::: STUDY MATERIAL

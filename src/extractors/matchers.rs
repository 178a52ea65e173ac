// src/extractors/matchers.rs

// --- Imports ---
use once_cell::sync::Lazy;
use regex::{Captures, Regex};

/// A named, compiled pattern. Tables of matchers are tried in priority order.
#[derive(Debug)]
pub struct Matcher {
    pub name: &'static str,
    pub re: Regex,
}

impl Matcher {
    fn compile(name: &'static str, pattern: &str) -> Self {
        // Case-insensitive, and `.` may cross line breaks inside a container.
        let re = Regex::new(&format!("(?is){}", pattern))
            .unwrap_or_else(|e| panic!("Failed to compile matcher '{}': {}", name, e));
        Self { name, re }
    }
}

fn table(entries: &[(&'static str, &str)]) -> Vec<Matcher> {
    entries
        .iter()
        .map(|(name, pattern)| Matcher::compile(name, pattern))
        .collect()
}

// --- Container patterns ---
// Each has a single capture group holding the container's inner HTML.
pub static CONTAINER_MATCHERS: Lazy<Vec<Matcher>> = Lazy::new(|| {
    table(&[
        // Search-result component blocks, closed by three nested divs
        ("search-result", r#"<div[^>]*data-component-type="s-search-result"[^>]*>(.*?)</div>\s*</div>\s*</div>"#),
        ("product-item-div", r#"<div[^>]*class="[^"]*product[^"]*item[^"]*"[^>]*>(.*?)</div>"#),
        ("product-card-div", r#"<div[^>]*class="[^"]*product[^"]*card[^"]*"[^>]*>(.*?)</div>"#),
        ("product-article", r#"<article[^>]*class="[^"]*product[^"]*"[^>]*>(.*?)</article>"#),
        ("product-li", r#"<li[^>]*class="[^"]*product[^"]*"[^>]*>(.*?)</li>"#),
        ("item-div", r#"<div[^>]*class="[^"]*item[^"]*"[^>]*>(.*?)</div>"#),
    ])
});

// --- Field patterns ---
pub static NAME_MATCHERS: Lazy<Vec<Matcher>> = Lazy::new(|| {
    table(&[
        ("heading-title", r#"<h[1-6][^>]*class="[^"]*title[^"]*"[^>]*>(.*?)</h[1-6]>"#),
        ("heading-name", r#"<h[1-6][^>]*class="[^"]*name[^"]*"[^>]*>(.*?)</h[1-6]>"#),
        ("heading-product-title", r#"<h[1-6][^>]*class="[^"]*product[^"]*title[^"]*"[^>]*>(.*?)</h[1-6]>"#),
        ("link-title", r#"<a[^>]*class="[^"]*title[^"]*"[^>]*>(.*?)</a>"#),
        ("link-name", r#"<a[^>]*class="[^"]*name[^"]*"[^>]*>(.*?)</a>"#),
        ("link-product-link", r#"<a[^>]*class="[^"]*product[^"]*link[^"]*"[^>]*>(.*?)</a>"#),
        ("span-title", r#"<span[^>]*class="[^"]*title[^"]*"[^>]*>(.*?)</span>"#),
        ("div-name", r#"<div[^>]*class="[^"]*name[^"]*"[^>]*>(.*?)</div>"#),
        ("span-name", r#"<span[^>]*class="[^"]*name[^"]*"[^>]*>(.*?)</span>"#),
    ])
});

pub static PRICE_MATCHERS: Lazy<Vec<Matcher>> = Lazy::new(|| {
    table(&[
        ("span-price", r#"<span[^>]*class="[^"]*price[^"]*"[^>]*>(.*?)</span>"#),
        ("div-price", r#"<div[^>]*class="[^"]*price[^"]*"[^>]*>(.*?)</div>"#),
        ("p-price", r#"<p[^>]*class="[^"]*price[^"]*"[^>]*>(.*?)</p>"#),
        ("dollar", r"\$\s*[0-9,]+\.?[0-9]*"),
        ("rupee", r"₹\s*[0-9,]+\.?[0-9]*"),
        ("euro", r"€\s*[0-9,]+\.?[0-9]*"),
        ("pound", r"£\s*[0-9,]+\.?[0-9]*"),
        ("usd-prefix", r"USD\s*[0-9,]+\.?[0-9]*"),
        ("inr-prefix", r"INR\s*[0-9,]+\.?[0-9]*"),
        ("price-label", r"Price:\s*([0-9,]+\.?[0-9]*)"),
        ("cost-label", r"Cost:\s*([0-9,]+\.?[0-9]*)"),
    ])
});

pub static RATING_MATCHERS: Lazy<Vec<Matcher>> = Lazy::new(|| {
    table(&[
        ("span-rating", r#"<span[^>]*class="[^"]*rating[^"]*"[^>]*>([0-9.]+)</span>"#),
        ("div-star", r#"<div[^>]*class="[^"]*star[^"]*"[^>]*>([0-9.]+)</div>"#),
        ("span-star", r#"<span[^>]*class="[^"]*star[^"]*"[^>]*>([0-9.]+)</span>"#),
        ("out-of", r"([0-9.]+)\s*out\s*of\s*[0-9]+"),
        ("slash", r"([0-9.]+)\s*/\s*[0-9]+"),
        ("rating-label", r"Rating:\s*([0-9.]+)"),
        ("star-glyph", r"★\s*([0-9.]+)"),
    ])
});

pub static URL_MATCHER: Lazy<Matcher> = Lazy::new(|| {
    Matcher::compile("href", r#"<a[^>]*href="([^"]*)""#)
});

/// Tries each matcher in order against `fragment` and returns the first value
/// that `select` accepts.
///
/// Only the first match of each pattern is considered; when `select` rejects
/// it, the search moves on to the next matcher rather than the next match.
pub fn first_match<T, F>(matchers: &[Matcher], fragment: &str, mut select: F) -> Option<T>
where
    F: FnMut(&Captures<'_>) -> Option<T>,
{
    matchers.iter().find_map(|matcher| {
        let caps = matcher.re.captures(fragment)?;
        let selected = select(&caps);
        if selected.is_some() {
            tracing::trace!("Matcher '{}' accepted", matcher.name);
        }
        selected
    })
}

/// The first capture group, if it participated in the match.
pub fn group_one<'t>(caps: &Captures<'t>) -> Option<&'t str> {
    caps.get(1).map(|m| m.as_str())
}

#[cfg(test)]
mod tests {
    use super::*;

    #[test]
    fn test_table_sizes() {
        assert_eq!(CONTAINER_MATCHERS.len(), 6);
        assert_eq!(NAME_MATCHERS.len(), 9);
        assert_eq!(PRICE_MATCHERS.len(), 11);
        assert_eq!(RATING_MATCHERS.len(), 7);
    }

    #[test]
    fn test_first_match_respects_priority() {
        let fragment = r#"<span class="name">Span Name Here</span><h3 class="title">Heading Title</h3>"#;
        let found = first_match(&NAME_MATCHERS, fragment, |caps| group_one(caps).map(str::to_string));
        assert_eq!(found.as_deref(), Some("Heading Title"));
    }

    #[test]
    fn test_first_match_skips_rejected_candidates() {
        let fragment = r#"<h3 class="title">Tiny</h3><a class="name" href="/x">Long enough name</a>"#;
        let found = first_match(&NAME_MATCHERS, fragment, |caps| {
            group_one(caps).filter(|s| s.len() > 5).map(str::to_string)
        });
        assert_eq!(found.as_deref(), Some("Long enough name"));
    }

    #[test]
    fn test_first_match_none_when_nothing_matches() {
        let found = first_match(&RATING_MATCHERS, "no digits here", |caps| group_one(caps).map(str::to_string));
        assert!(found.is_none());
    }

    #[test]
    fn test_matching_is_case_insensitive() {
        let caps = PRICE_MATCHERS[0].re.captures(r#"<SPAN CLASS="Price">$5</SPAN>"#);
        assert_eq!(caps.and_then(|c| group_one(&c).map(str::to_string)).as_deref(), Some("$5"));
    }

    #[test]
    fn test_url_matcher_takes_first_href() {
        let caps = URL_MATCHER.re.captures(r#"<a class="x" href="/first">a</a><a href="/second">b</a>"#);
        assert_eq!(caps.and_then(|c| group_one(&c).map(str::to_string)).as_deref(), Some("/first"));
    }
}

::::::

EXERCISE:
Type out every record above once more, exactly.

RESULT:
filename src/extractors/matchers.rs
repository 178a52ea65e173ac
// src/extractors/matchers.rs

// --- Imports ---
use once_cell::sync::Lazy;
use regex::{Captures, Regex};

/// A named, compiled pattern. Tables of matchers are tried in priority order.
#[derive(Debug)]
pub struct Matcher {
    pub name: &'static str,
    pub re: Regex,
}

impl Matcher {
    fn compile(name: &'static str, pattern: &str) -> Self {
        // Case-insensitive, and `.` may cross line breaks inside a container.
        let re = Regex::new(&format!("(?is){}", pattern))
            .unwrap_or_else(|e| panic!("Failed to compile matcher '{}': {}", name, e));
        Self { name, re }
    }
}

fn table(entries: &[(&'static str, &str)]) -> Vec<Matcher> {
    entries
        .iter()
        .map(|(name, pattern)| Matcher::compile(name, pattern))
        .collect()
}

// --- Container patterns ---
// Each has a single capture group holding the container's inner HTML.
pub static CONTAINER_MATCHERS: Lazy<Vec<Matcher>> = Lazy::new(|| {
    table(&[
        // Search-result component blocks, closed by three nested divs
        ("search-result", r#"<div[^>]*data-component-type="s-search-result"[^>]*>(.*?)</div>\s*</div>\s*</div>"#),
        ("product-item-div", r#"<div[^>]*class="[^"]*product[^"]*item[^"]*"[^>]*>(.*?)</div>"#),
        ("product-card-div", r#"<div[^>]*class="[^"]*product[^"]*card[^"]*"[^>]*>(.*?)</div>"#),
        ("product-article", r#"<article[^>]*class="[^"]*product[^"]*"[^>]*>(.*?)</article>"#),
        ("product-li", r#"<li[^>]*class="[^"]*product[^"]*"[^>]*>(.*?)</li>"#),
        ("item-div", r#"<div[^>]*class="[^"]*item[^"]*"[^>]*>(.*?)</div>"#),
    ])
});

// --- Field patterns ---
pub static NAME_MATCHERS: Lazy<Vec<Matcher>> = Lazy::new(|| {
    table(&[
        ("heading-title", r#"<h[1-6][^>]*class="[^"]*title[^"]*"[^>]*>(.*?)</h[1-6]>"#),
        ("heading-name", r#"<h[1-6][^>]*class="[^"]*name[^"]*"[^>]*>(.*?)</h[1-6]>"#),
        ("heading-product-title", r#"<h[1-6][^>]*class="[^"]*product[^"]*title[^"]*"[^>]*>(.*?)</h[1-6]>"#),
        ("link-title", r#"<a[^>]*class="[^"]*title[^"]*"[^>]*>(.*?)</a>"#),
        ("link-name", r#"<a[^>]*class="[^"]*name[^"]*"[^>]*>(.*?)</a>"#),
        ("link-product-link", r#"<a[^>]*class="[^"]*product[^"]*link[^"]*"[^>]*>(.*?)</a>"#),
        ("span-title", r#"<span[^>]*class="[^"]*title[^"]*"[^>]*>(.*?)</span>"#),
        ("div-name", r#"<div[^>]*class="[^"]*name[^"]*"[^>]*>(.*?)</div>"#),
        ("span-name", r#"<span[^>]*class="[^"]*name[^"]*"[^>]*>(.*?)</span>"#),
    ])
});

pub static PRICE_MATCHERS: Lazy<Vec<Matcher>> = Lazy::new(|| {
    table(&[
        ("span-price", r#"<span[^>]*class="[^"]*price[^"]*"[^>]*>(.*?)</span>"#),
        ("div-price", r#"<div[^>]*class="[^"]*price[^"]*"[^>]*>(.*?)</div>"#),
        ("p-price", r#"<p[^>]*class="[^"]*price[^"]*"[^>]*>(.*?)</p>"#),
        ("dollar", r"\$\s*[0-9,]+\.?[0-9]*"),
        ("rupee", r"₹\s*[0-9,]+\.?[0-9]*"),
        ("euro", r"€\s*[0-9,]+\.?[0-9]*"),
        ("pound", r"£\s*[0-9,]+\.?[0-9]*"),
        ("usd-prefix", r"USD\s*[0-9,]+\.?[0-9]*"),
        ("inr-prefix", r"INR\s*[0-9,]+\.?[0-9]*"),
        ("price-label", r"Price:\s*([0-9,]+\.?[0-9]*)"),
        ("cost-label", r"Cost:\s*([0-9,]+\.?[0-9]*)"),
    ])
});

pub static RATING_MATCHERS: Lazy<Vec<Matcher>> = Lazy::new(|| {
    table(&[
        ("span-rating", r#"<span[^>]*class="[^"]*rating[^"]*"[^>]*>([0-9.]+)</span>"#),
        ("div-star", r#"<div[^>]*class="[^"]*star[^"]*"[^>]*>([0-9.]+)</div>"#),
        ("span-star", r#"<span[^>]*class="[^"]*star[^"]*"[^>]*>([0-9.]+)</span>"#),
        ("out-of", r"([0-9.]+)\s*out\s*of\s*[0-9]+"),
        ("slash", r"([0-9.]+)\s*/\s*[0-9]+"),
        ("rating-label", r"Rating:\s*([0-9.]+)"),
        ("star-glyph", r"★\s*([0-9.]+)"),
    ])
});

pub static URL_MATCHER: Lazy<Matcher> = Lazy::new(|| {
    Matcher::compile("href", r#"<a[^>]*href="([^"]*)""#)
});

/// Tries each matcher in order against `fragment` and returns the first value
/// that `select` accepts.
///
/// Only the first match of each pattern is considered; when `select` rejects
/// it, the search moves on to the next matcher rather than the next match.
pub fn first_match<T, F>(matchers: &[Matcher], fragment: &str, mut select: F) -> Option<T>
where
    F: FnMut(&Captures<'_>) -> Option<T>,
{
    matchers.iter().find_map(|matcher| {
        let caps = matcher.re.captures(fragment)?;
        let selected = select(&caps);
        if selected.is_some() {
            tracing::trace!("Matcher '{}' accepted", matcher.name);
        }
        selected
    })
}

/// The first capture group, if it participated in the match.
pub fn group_one<'t>(caps: &Captures<'t>) -> Option<&'t str> {
    caps.get(1).map(|m| m.as_str())
}

#[cfg(test)]
mod tests {
    use super::*;

    #[test]
    fn test_table_sizes() {
        assert_eq!(CONTAINER_MATCHERS.len(), 6);
        assert_eq!(NAME_MATCHERS.len(), 9);
        assert_eq!(PRICE_MATCHERS.len(), 11);
        assert_eq!(RATING_MATCHERS.len(), 7);
    }

    #[test]
    fn test_first_match_respects_priority() {
        let fragment = r#"<span class="name">Span Name Here</span><h3 class="title">Heading Title</h3>"#;
        let found = first_match(&NAME_MATCHERS, fragment, |caps| group_one(caps).map(str::to_string));
        assert_eq!(found.as_deref(), Some("Heading Title"));
    }

    #[test]
    fn test_first_match_skips_rejected_candidates() {
        let fragment = r#"<h3 class="title">Tiny</h3><a class="name" href="/x">Long enough name</a>"#;
        let found = first_match(&NAME_MATCHERS, fragment, |caps| {
            group_one(caps).filter(|s| s.len() > 5).map(str::to_string)
        });
        assert_eq!(found.as_deref(), Some("Long enough name"));
    }

    #[test]
    fn test_first_match_none_when_nothing_matches() {
        let found = first_match(&RATING_MATCHERS, "no digits here", |caps| group_one(caps).map(str::to_string));
        assert!(found.is_none());
    }

    #[test]
    fn test_matching_is_case_insensitive() {
        let caps = PRICE_MATCHERS[0].re.captures(r#"<SPAN CLASS="Price">$5</SPAN>"#);
        assert_eq!(caps.and_then(|c| group_one(&c).map(str::to_string)).as_deref(), Some("$5"));
    }

    #[test]
    fn test_url_matcher_takes_first_href() {
        let caps = URL_MATCHER.re.captures(r#"<a class="x" href="/first">a</a><a href="/second">b</a>"#);
        assert_eq!(caps.and_then(|c| group_one(&c).map(str::to_string)).as_deref(), Some("/first"));
    }
}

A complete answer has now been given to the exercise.